死神・白1
目の前に現れた君は、天使なのか。
真っ白な、大きな翼を背中に生やし、僕を見つめている。
でも、僕は死のうとしていたのに…。
「私は天使じゃない」
僕が何を考えているのか分かったように、彼女が言う。
「私は死神。あなたを迎えに来た」
「俺、を…?」
「本当に死にたいの?
あなたを待ている人がいるのに」
「一体、誰が…」
考えてみても、思い浮かばない。
僕に、そんな人がいるのだろうか。
昔から独りだった、この僕に…。
「そんなんじゃ、あなたに会いたいって人がかわいそうね」
「でも、僕にそんな人がホントにいるのか…?」
「じゃあ、もう少し生きている事ね。待ってればその内現れるわ…」
「あ、ちょっと…」
僕の声も聞かずに空の上へ消えていく。
真っ白な、死神。
* * * * * * * * * * * * * *
僕の元に、一通の手紙が届いた。
送り主は、僕の幼なじみの女性だった。
「久し振り。会いたかったよ。あ、同時になっちゃったね」
目の前に、僕の幼なじみが現れた。
僕の手の中にある手紙を見ながら小さく微笑む。
僕に、会いたかった…?
「もう、一人じゃないよ。

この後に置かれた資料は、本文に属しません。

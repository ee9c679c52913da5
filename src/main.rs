/// Command-line interface for the doctor appointment booking system.
///
/// This module provides an interactive menu for listing doctors, viewing
/// open slots, booking and cancelling appointments, and viewing the
/// current bookings.
mod config;
mod error;
mod ledger;
mod models;

use std::io::{self, BufRead, Write};

use ledger::BookingLedger;
use tracing_subscriber::EnvFilter;

struct BookingCli<R, W> {
    ledger: BookingLedger,
    input: R,
    output: W,
    running: bool,
}

impl<R: BufRead, W: Write> BookingCli<R, W> {
    fn new(ledger: BookingLedger, input: R, output: W) -> Self {
        BookingCli {
            ledger,
            input,
            output,
            running: true,
        }
    }

    fn print_header(&mut self) -> io::Result<()> {
        writeln!(self.output, "\n{}", "=".repeat(60))?;
        writeln!(self.output, "       {}", config::APP_NAME.to_uppercase())?;
        writeln!(self.output, "{}", "=".repeat(60))
    }

    fn print_menu(&mut self) -> io::Result<()> {
        writeln!(self.output, "\n--- Main Menu ---")?;
        writeln!(self.output, "1. List doctors")?;
        writeln!(self.output, "2. View available slots")?;
        writeln!(self.output, "3. Book appointment")?;
        writeln!(self.output, "4. Cancel appointment")?;
        writeln!(self.output, "5. View appointments")?;
        writeln!(self.output, "6. Exit")?;
        writeln!(self.output, "{}", "-".repeat(20))
    }

    /// Prompt and read one trimmed line. `None` means end of input.
    fn get_input(&mut self, prompt: &str) -> io::Result<Option<String>> {
        write!(self.output, "{}: ", prompt)?;
        self.output.flush()?;

        let mut input = String::new();
        if self.input.read_line(&mut input)? == 0 {
            return Ok(None);
        }
        Ok(Some(input.trim().to_string()))
    }

    /// Pick one entry of a numbered list. Outer `None` means end of input.
    fn get_choice(&mut self, prompt: &str, len: usize) -> io::Result<Option<Option<usize>>> {
        let Some(input) = self.get_input(prompt)? else {
            return Ok(None);
        };
        match input.parse::<usize>() {
            Ok(n) if n >= 1 && n <= len => Ok(Some(Some(n - 1))),
            _ => {
                writeln!(self.output, "Invalid choice")?;
                Ok(Some(None))
            }
        }
    }

    fn list_doctors(&mut self) -> io::Result<()> {
        writeln!(self.output, "\n--- Doctors ---")?;
        for (i, doctor) in self.ledger.doctors().iter().enumerate() {
            writeln!(self.output, "  {}. {}", i + 1, doctor)?;
        }
        Ok(())
    }

    /// Outer `None` means end of input. `Some("")` means the choice was
    /// invalid; otherwise the chosen doctor's id.
    fn select_doctor(&mut self) -> io::Result<Option<String>> {
        self.list_doctors()?;
        let count = self.ledger.doctors().len();
        let Some(choice) = self.get_choice("Select doctor", count)? else {
            return Ok(None);
        };
        Ok(Some(
            choice
                .map(|i| self.ledger.doctors()[i].id.clone())
                .unwrap_or_default(),
        ))
    }

    fn print_slots(&mut self, doctor_id: &str) -> io::Result<Vec<String>> {
        let slots = match self.ledger.available_slots(doctor_id) {
            Ok(slots) => slots.to_vec(),
            Err(e) => {
                writeln!(self.output, "Error: {}", e)?;
                return Ok(Vec::new());
            }
        };

        if slots.is_empty() {
            writeln!(self.output, "\nNo available time slots")?;
        } else {
            writeln!(self.output, "\n--- Available Slots ---")?;
            for (i, slot) in slots.iter().enumerate() {
                writeln!(self.output, "  {}. {}", i + 1, slot)?;
            }
        }
        Ok(slots)
    }

    fn view_available_slots(&mut self) -> io::Result<()> {
        let Some(doctor_id) = self.select_doctor()? else {
            self.running = false;
            return Ok(());
        };
        if !doctor_id.is_empty() {
            self.print_slots(&doctor_id)?;
        }
        Ok(())
    }

    fn view_appointments(&mut self) -> io::Result<()> {
        let summaries = self.ledger.list_appointments();
        if summaries.is_empty() {
            writeln!(self.output, "\nNo appointments booked")?;
            return Ok(());
        }

        writeln!(
            self.output,
            "\n--- Appointments ({}) ---",
            self.ledger.appointments().len()
        )?;
        for summary in &summaries {
            writeln!(self.output, "  {}", summary)?;
        }
        Ok(())
    }

    fn book_appointment(&mut self) -> io::Result<()> {
        writeln!(self.output, "\n--- Book Appointment ---")?;

        let Some(patient_id) = self.get_input("Patient ID")? else {
            self.running = false;
            return Ok(());
        };
        let Some(patient_name) = self.get_input("Patient name")? else {
            self.running = false;
            return Ok(());
        };
        let Some(doctor_id) = self.select_doctor()? else {
            self.running = false;
            return Ok(());
        };

        // Slot choices are re-read after every doctor selection.
        let mut slot = String::new();
        if !doctor_id.is_empty() {
            let slots = self.print_slots(&doctor_id)?;
            if !slots.is_empty() {
                let Some(choice) = self.get_choice("Select slot", slots.len())? else {
                    self.running = false;
                    return Ok(());
                };
                if let Some(i) = choice {
                    slot = slots[i].clone();
                }
            }
        }

        match self
            .ledger
            .book(&patient_id, &patient_name, &doctor_id, &slot)
        {
            Ok(appointment) => {
                writeln!(self.output, "\nAppointment Booked Successfully!")?;
                writeln!(
                    self.output,
                    "Reference: {}... (booked {})",
                    &appointment.appointment_id[..8],
                    appointment.booked_at.format("%Y-%m-%d %H:%M")
                )?;
                self.view_appointments()?;
                self.print_slots(&appointment.doctor_id)?;
                Ok(())
            }
            Err(e) => writeln!(self.output, "\nError: {}", e),
        }
    }

    fn cancel_appointment(&mut self) -> io::Result<()> {
        writeln!(self.output, "\n--- Cancel Appointment ---")?;

        let Some(patient_id) = self.get_input("Enter Patient ID to cancel appointment")? else {
            self.running = false;
            return Ok(());
        };

        let freed_doctor = match self.ledger.cancel(&patient_id) {
            Ok(appointment) => {
                writeln!(self.output, "\nAppointment Cancelled Successfully.")?;
                writeln!(
                    self.output,
                    "Slot {} is now available again",
                    appointment.time_slot
                )?;
                Some(appointment.doctor_id)
            }
            Err(e) => {
                writeln!(self.output, "\n{}", e)?;
                None
            }
        };

        self.view_appointments()?;
        if let Some(doctor_id) = freed_doctor {
            self.print_slots(&doctor_id)?;
        }
        Ok(())
    }

    fn run(&mut self) -> io::Result<()> {
        self.print_header()?;

        while self.running {
            self.print_menu()?;

            let Some(choice) = self.get_input("Enter choice")? else {
                break;
            };

            match choice.as_str() {
                "1" => self.list_doctors()?,
                "2" => self.view_available_slots()?,
                "3" => self.book_appointment()?,
                "4" => self.cancel_appointment()?,
                "5" => self.view_appointments()?,
                "6" => self.running = false,
                _ => writeln!(self.output, "Invalid choice")?,
            }
        }

        tracing::info!(ledger = %self.ledger, "session ended");
        writeln!(self.output, "\nGoodbye!")
    }
}

fn main() {
    tracing_subscriber::fmt()
        .with_env_filter(
            EnvFilter::try_from_default_env()
                .unwrap_or_else(|_| EnvFilter::new(config::default_log_filter())),
        )
        .with_writer(io::stderr)
        .init();

    tracing::info!("{} starting v{}", config::APP_NAME, config::APP_VERSION);

    let stdin = io::stdin();
    let mut cli = BookingCli::new(BookingLedger::seeded(), stdin.lock(), io::stdout());
    if let Err(e) = cli.run() {
        tracing::error!(error = %e, "terminal I/O failed");
        std::process::exit(1);
    }
}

私がいるから…」
「どうして、俺がこうなってるって、分かったんだ?」
「小さな女の子がね、あなたが危ないって、私のところまで言いに来てくれたのよ」
あの、真っ白な死神か。
彼女、死神なのに、良い奴なんだな…。
「これからは、私が一緒にいるから大丈夫よ」
彼女は僕に、笑顔をくれた。
感謝する。僕の生きるべき道を教えてくれた、優しい死神に……。